Abstract

Studies show maternal obesity is a risk factor for metabolic syndrome and nonalcoholic fatty liver disease (NAFLD) in offspring. Here we evaluated potential mechanisms underlying these phenotypes. Female C57Bl6 mice were fed chow or an obesogenic high-fat/high-sucrose (HF/HS) diet with subsequent mating of F₁ and F₂ female offspring to lean males to develop F₂ and F₃ generations, respectively. Offspring were fed chow or fibrogenic (high transfat, cholesterol, fructose) diets, and histopathological, metabolic changes, and bile acid (BA) homeostasis was evaluated. Chow-fed F₁ offspring from maternal HF/HS lineages (HF/HS) developed periportal fibrosis and inflammation with aging, without differences in hepatic steatosis but increased BA pool size and shifts in BA composition.
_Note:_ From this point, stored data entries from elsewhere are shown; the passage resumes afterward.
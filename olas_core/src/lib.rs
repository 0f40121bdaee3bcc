/*!
Olas core library

<script src="https://polyfill.io/v3/polyfill.min.js?features=es6"></script>
<script id="MathJax-script" async src="https://cdn.jsdelivr.net/npm/mathjax@3/es5/tex-mml-chtml.js"></script>

This crate for Rust provides an **online active set strategy** solving a sequence of convex quadratic programs
\\[
\begin{array}{ll}
{\rm minimize} & {1 \over 2} x^T H x + g^T x \\\\
{\rm subject \ to} & l_b \le x \le u_b \\\\
& l_{bA} \le A x \le u_{bA}
\end{array}
\\]
whose gradient and bounds change from one QP to the next, as in model predictive control.

A solution is moved along the straight line from the QP it solves to the newly loaded one,
changing one bound or constraint of the working set per step.
Each change updates the factorizations by Givens rotations instead of rebuilding them.

* [`QProblemB`] solves a QP with simple bounds only.
* [`QProblem`] solves a QP with simple bounds and general linear constraints.

All storage is allocated when a solver is created; `init` and `hotstart` allocate nothing.

# Examples

```
use float_eq::assert_float_eq;
use olas_core::*;

type L = FloatGeneric<f64>;

// minimize (x0 - 1)^2 / 2 + (x1 - 1)^2 / 2 subject to x0 + x1 <= 1
let mut qp = QProblem::<L>::new(2, 1);
qp.set_h(&[1., 0., 0., 1.]).unwrap();
qp.set_g(&[-1., -1.]).unwrap();
qp.set_a(&[1., 1.]).unwrap();
qp.set_constraint_bounds(&[-1e20], &[1.]).unwrap();

qp.init(10, NoCallback).unwrap();
assert_float_eq!(qp.x(), [0.5, 0.5].as_ref(), abs_all <= 1e-9);

// shift the gradient and solve again from the previous working set
qp.set_g(&[-2., 0.]).unwrap();
qp.hotstart(10, NoCallback).unwrap();
assert_float_eq!(qp.x(), [1.5, -0.5].as_ref(), abs_all <= 1e-9);
```
*/

#![no_std]

extern crate alloc;

//

mod linalg;

pub use linalg::*;

//

mod floatgeneric;

pub use floatgeneric::*;

//

mod qp_error;
mod types;

pub use qp_error::*;
pub use types::*;

//

mod index_partition;
mod subject_to;

pub use index_partition::*;
pub use subject_to::*;

//

mod cholesky;
mod tq;

pub use cholesky::Cholesky;
pub use tq::*;

//

mod homotopy;
mod qp_base;

pub use homotopy::{QpParam, StepEvent, Iteration, IterationCallback, NoCallback, LogIteration};

//

mod qproblemb;
mod qproblem;
mod kkt;

pub use qproblemb::*;
pub use qproblem::*;
pub use kkt::*;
F₁, but not F₂ or F₃, offspring from HF/HS showed increased steatosis on a fibrogenic diet, yet inflammation and fibrosis were paradoxically decreased in F₁ offspring, a trend continued in F₂ and F₃ offspring. HF/HS feeding leads to increased periportal fibrosis and inflammation in chow-fed offspring without increased hepatic steatosis. By contrast, fibrogenic diet-fed F₁ offspring from HF/HS dams exhibited worse hepatic steatosis but decreased inflammation and fibrosis. These findings highlight complex adaptations in NAFLD phenotypes with maternal diet.